Gemma arrived at Rachael’s to take her first photos and videos for Rachael’s site not really knowing what to expect from the evening, Rachael having failed to mention the theme to her site. Gemma could not help but think that who would pay to look at Rachael seen as she had really let herself go over the last few months. If things when Gemma first arrived were awkward it only seemed to get worse as Rachael let her know what she did on her site. After what seemed like an eternity to Rachael, Gemma finally responded to her.

“Are you serious guys are really paying to see you put on weight, I’ve been doing that for the last three years and not made a dime, if only I’d known.”

Gemma’s comment managed to lighten the mood a little although not enough to ease all of Rachael’s anxiety. Rachael found it odd to have someone else to see how fat she had become up-close and personal it really was not as bad to let strangers see particularly because they obviously liked to new Rachael anyway.

As she removed her T shirt she could not help but worry about what Gemma would make of her belly underneath with all its little stretch marks from her rapid weight gain. Then as she stripped off her skirt she wondered what Gemma would make of her fat ass and meaty thighs now showing signs of cellulite down the back of them.

“Look Rachael this just isn’t working, you look like you would rather be anywhere else in the world rather than here right now.”

“It, urm, it’s just a bit odd having you looking at how big I have gotten recently.”

“Tell you what I’ll take the pictures in my bra and panties if that will make you feel better.”

“You don’t have to do that.”

“I don’t have to but really it is nothing.” 

With that she quickly removed her top and jeans to reveal her body beneath to Rachael, it did actually make her feel better especially considering Gemma had a good fifty pounds on her. So Rachael got dressed again and started the set for a second time and this time the pictures turned out a lot better than at the first attempt.

*****

It was the first anniversary of Rachael’s weight gain site and she could still not afford to finish it, like they had originally planned. Without Geoff sponging off her over the last few months she was beginning to get on top of her debts but still had a long way to go before she could clear them.

To mark the occasion Rachael did a special set which started with her eating an entire cake which had said happy first anniversary on it. She thought back to a year ago she would never have dreamed of eating a cake that size all to herself in one sitting, but now if she was being honest with herself as she forked the last of it into her maw she really was not that stuffed.
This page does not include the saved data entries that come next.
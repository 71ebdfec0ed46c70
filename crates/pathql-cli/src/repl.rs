//! Interactive REPL implementation.

use crate::commands::{self, CommandResult};
use crate::completer::PathqlHelper;
use crate::executor::Session;
use crate::formatter::{self, OutputFormat};
use rustyline::error::ReadlineError;
use rustyline::history::{DefaultHistory, History};
use rustyline::{Config, Editor};
use std::path::PathBuf;

/// Get the history file path.
fn history_path() -> PathBuf {
    dirs::home_dir()
        .unwrap_or_else(|| PathBuf::from("."))
        .join(".pathql_history")
}

/// Run the interactive REPL.
pub fn run(session: Session, initial_format: OutputFormat) -> Result<(), Box<dyn std::error::Error>> {
    let mut format = initial_format;

    let rl_config = Config::builder()
        .history_ignore_space(true)
        .auto_add_history(true)
        .build();

    let types = session.store().type_names().map(str::to_string).collect();
    let mut rl: Editor<PathqlHelper, DefaultHistory> = Editor::with_config(rl_config)?;
    rl.set_helper(Some(PathqlHelper::new(types)));

    let hist_path = history_path();
    if hist_path.exists() {
        let _ = rl.load_history(&hist_path);
    }

    println!(
        "pathql - {} objects loaded. End queries with ';'. Type .help for commands, .exit to quit\n",
        session.store().len()
    );

    loop {
        match rl.readline("pathql> ") {
            Ok(line) => {
                let line = line.trim();

                if line.is_empty() {
                    continue;
                }

                if commands::is_command(line) {
                    match commands::handle_command(line, session.store(), format) {
                        CommandResult::Exit => {
                            println!("Goodbye!");
                            break;
                        }
                        CommandResult::Output(msg) => {
                            println!("{}", msg);
                        }
                        CommandResult::SetFormat(fmt) => {
                            format = fmt;
                            println!("Output format set to {}", format);
                        }
                        CommandResult::ShowHistory => {
                            let history = rl.history();
                            let start = history.len().saturating_sub(20);
                            for (i, entry) in history.iter().skip(start).enumerate() {
                                println!("{:4}  {}", start + i + 1, entry);
                            }
                        }
                        CommandResult::Clear => {
                            // ANSI clear screen
                            print!("\x1B[2J\x1B[1;1H");
                        }
                    }
                    continue;
                }

                let formatter = formatter::create_formatter(format);
                match session.execute(line, &*formatter) {
                    Ok(output) => println!("{}", output),
                    Err(e) => println!("{}", formatter.format_error(&e.to_string())),
                }
            }
            Err(ReadlineError::Interrupted) => {
                println!("^C");
                continue;
            }
            Err(ReadlineError::Eof) => {
                println!("Goodbye!");
                break;
            }
            Err(err) => {
                println!("Error: {:?}", err);
                break;
            }
        }
    }

    let _ = rl.save_history(&hist_path);

    Ok(())
}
To conclude the set she decided to do a measuring and weigh in for her members, her new vital statistics were 43-37-48, she really could not believe how much bigger the measurements were than a year ago. She then moved on to the scale, as she looked down at the number on the scale showing her ninety four pound gain she smiled on the camera, but inside was so sad how could she have let herself get up to two hundred and twenty six pounds. She felt like a huge blob.

*****

One night Rachael was filming a personal stuffing video for one of her members, he had paid so much money that she really had to put on a show for him. An extra large pepperoni pizza, twelve chicken wings, garlic bread, a two litre bottle of coke and a pint of ice cream later and she had never felt as stuffed in her life.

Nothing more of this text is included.